//! # Payment Error Types
//!
//! Typed error handling for the afriart checkout client.
//! All payment and API operations return `Result<T, PaymentError>`.

use thiserror::Error;

/// Core error type for all payment operations
#[derive(Debug, Error)]
pub enum PaymentError {
    /// No credential, or the server refused the one we sent
    #[error("Not authenticated: {0}")]
    Unauthenticated(String),

    /// Credential accepted but lacks permission (e.g. staff-only endpoints)
    #[error("Access denied: {0}")]
    Forbidden(String),

    /// Request body rejected, locally or by the server
    #[error("Validation failed: {0}")]
    ValidationFailed(String),

    /// Transport-level failure (DNS, connect, reset)
    #[error("API unreachable: {0}")]
    Unreachable(String),

    /// A single request exceeded its bounded wait
    #[error("Request timed out after {timeout_secs}s")]
    Timeout { timeout_secs: u64 },

    /// Non-success status with a structured error body
    #[error("Server rejected request [{status}]: {message}")]
    ServerRejected { status: u16, message: String },

    /// Resource not found (artwork, exhibition, transaction)
    #[error("Not found: {resource}")]
    NotFound { resource: String },

    /// The polling budget expired without a terminal status
    #[error("Payment {handle} not confirmed within {elapsed_secs}s")]
    PollingTimedOut { handle: String, elapsed_secs: u64 },

    /// The payer declined or the push payment failed
    #[error("Payment {handle} failed")]
    PaymentDeclined { handle: String },

    /// Confirmation was cancelled before a terminal status
    #[error("Payment confirmation cancelled")]
    Cancelled,

    /// Configuration errors (bad env values, invalid poll settings)
    #[error("Configuration error: {0}")]
    Configuration(String),

    /// Serialization/deserialization error
    #[error("Serialization error: {0}")]
    Serialization(String),

    /// Session store I/O failure
    #[error("Session storage error: {0}")]
    Storage(String),
}

impl PaymentError {
    /// Returns true if a poll loop should keep going after this error
    pub fn is_transient(&self) -> bool {
        match self {
            PaymentError::Unreachable(_)
            | PaymentError::Timeout { .. }
            | PaymentError::Serialization(_)
            | PaymentError::NotFound { .. } => true,
            PaymentError::ServerRejected { status, .. } => *status >= 500,
            _ => false,
        }
    }

    /// Process exit code for the CLI
    pub fn exit_code(&self) -> u8 {
        match self {
            PaymentError::Unauthenticated(_) | PaymentError::Forbidden(_) => 3,
            PaymentError::ValidationFailed(_) | PaymentError::Configuration(_) => 2,
            PaymentError::Unreachable(_) | PaymentError::Timeout { .. } => 4,
            PaymentError::ServerRejected { .. } | PaymentError::NotFound { .. } => 5,
            PaymentError::PaymentDeclined { .. } => 6,
            PaymentError::PollingTimedOut { .. } => 7,
            PaymentError::Cancelled => 130,
            PaymentError::Serialization(_) | PaymentError::Storage(_) => 1,
        }
    }
}

impl From<serde_json::Error> for PaymentError {
    fn from(err: serde_json::Error) -> Self {
        PaymentError::Serialization(err.to_string())
    }
}

/// Result type alias for payment operations
pub type PaymentResult<T> = Result<T, PaymentError>;

#[cfg(test)]
mod tests {
    use super::*;

    #[test]
    fn test_transient_errors() {
        assert!(PaymentError::Unreachable("connection reset".into()).is_transient());
        assert!(PaymentError::Timeout { timeout_secs: 10 }.is_transient());
        assert!(PaymentError::ServerRejected {
            status: 503,
            message: "db down".into()
        }
        .is_transient());
        assert!(!PaymentError::ServerRejected {
            status: 400,
            message: "bad".into()
        }
        .is_transient());
        assert!(!PaymentError::Unauthenticated("no token".into()).is_transient());
    }

    #[test]
    fn test_exit_codes() {
        assert_eq!(PaymentError::ValidationFailed("x".into()).exit_code(), 2);
        assert_eq!(
            PaymentError::PaymentDeclined {
                handle: "ws_1".into()
            }
            .exit_code(),
            6
        );
        assert_eq!(PaymentError::Cancelled.exit_code(), 130);
    }

    #[test]
    fn test_display() {
        let err = PaymentError::PollingTimedOut {
            handle: "ws_123".into(),
            elapsed_secs: 120,
        };
        assert_eq!(err.to_string(), "Payment ws_123 not confirmed within 120s");
    }
}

..........

• [Aim of the exercise] Would you print each line of the listing again, unaltered?

• [Written solution]
//! # Payment Error Types
//!
//! Typed error handling for the afriart checkout client.
//! All payment and API operations return `Result<T, PaymentError>`.

use thiserror::Error;

/// Core error type for all payment operations
#[derive(Debug, Error)]
pub enum PaymentError {
    /// No credential, or the server refused the one we sent
    #[error("Not authenticated: {0}")]
    Unauthenticated(String),

    /// Credential accepted but lacks permission (e.g. staff-only endpoints)
    #[error("Access denied: {0}")]
    Forbidden(String),

    /// Request body rejected, locally or by the server
    #[error("Validation failed: {0}")]
    ValidationFailed(String),

    /// Transport-level failure (DNS, connect, reset)
    #[error("API unreachable: {0}")]
    Unreachable(String),

    /// A single request exceeded its bounded wait
    #[error("Request timed out after {timeout_secs}s")]
    Timeout { timeout_secs: u64 },

    /// Non-success status with a structured error body
    #[error("Server rejected request [{status}]: {message}")]
    ServerRejected { status: u16, message: String },

    /// Resource not found (artwork, exhibition, transaction)
    #[error("Not found: {resource}")]
    NotFound { resource: String },

    /// The polling budget expired without a terminal status
    #[error("Payment {handle} not confirmed within {elapsed_secs}s")]
    PollingTimedOut { handle: String, elapsed_secs: u64 },

    /// The payer declined or the push payment failed
    #[error("Payment {handle} failed")]
    PaymentDeclined { handle: String },

    /// Confirmation was cancelled before a terminal status
    #[error("Payment confirmation cancelled")]
    Cancelled,

    /// Configuration errors (bad env values, invalid poll settings)
    #[error("Configuration error: {0}")]
    Configuration(String),

    /// Serialization/deserialization error
    #[error("Serialization error: {0}")]
    Serialization(String),

    /// Session store I/O failure
    #[error("Session storage error: {0}")]
    Storage(String),
}

impl PaymentError {
    /// Returns true if a poll loop should keep going after this error
    pub fn is_transient(&self) -> bool {
        match self {
            PaymentError::Unreachable(_)
            | PaymentError::Timeout { .. }
            | PaymentError::Serialization(_)
            | PaymentError::NotFound { .. } => true,
            PaymentError::ServerRejected { status, .. } => *status >= 500,
            _ => false,
        }
    }

    /// Process exit code for the CLI
    pub fn exit_code(&self) -> u8 {
        match self {
            PaymentError::Unauthenticated(_) | PaymentError::Forbidden(_) => 3,
            PaymentError::ValidationFailed(_) | PaymentError::Configuration(_) => 2,
            PaymentError::Unreachable(_) | PaymentError::Timeout { .. } => 4,
            PaymentError::ServerRejected { .. } | PaymentError::NotFound { .. } => 5,
            PaymentError::PaymentDeclined { .. } => 6,
            PaymentError::PollingTimedOut { .. } => 7,
            PaymentError::Cancelled => 130,
            PaymentError::Serialization(_) | PaymentError::Storage(_) => 1,
        }
    }
}

impl From<serde_json::Error> for PaymentError {
    fn from(err: serde_json::Error) -> Self {
        PaymentError::Serialization(err.to_string())
    }
}

/// Result type alias for payment operations
pub type PaymentResult<T> = Result<T, PaymentError>;

#[cfg(test)]
mod tests {
    use super::*;

    #[test]
    fn test_transient_errors() {
        assert!(PaymentError::Unreachable("connection reset".into()).is_transient());
        assert!(PaymentError::Timeout { timeout_secs: 10 }.is_transient());
        assert!(PaymentError::ServerRejected {
            status: 503,
            message: "db down".into()
        }
        .is_transient());
        assert!(!PaymentError::ServerRejected {
            status: 400,
            message: "bad".into()
        }
        .is_transient());
        assert!(!PaymentError::Unauthenticated("no token".into()).is_transient());
    }

    #[test]
    fn test_exit_codes() {
        assert_eq!(PaymentError::ValidationFailed("x".into()).exit_code(), 2);
        assert_eq!(
            PaymentError::PaymentDeclined {
                handle: "ws_1".into()
            }
            .exit_code(),
            6
        );
        assert_eq!(PaymentError::Cancelled.exit_code(), 130);
    }

    #[test]
    fn test_display() {
        let err = PaymentError::PollingTimedOut {
            handle: "ws_123".into(),
            elapsed_secs: 120,
        };
        assert_eq!(err.to_string(), "Payment ws_123 not confirmed within 120s");
    }
}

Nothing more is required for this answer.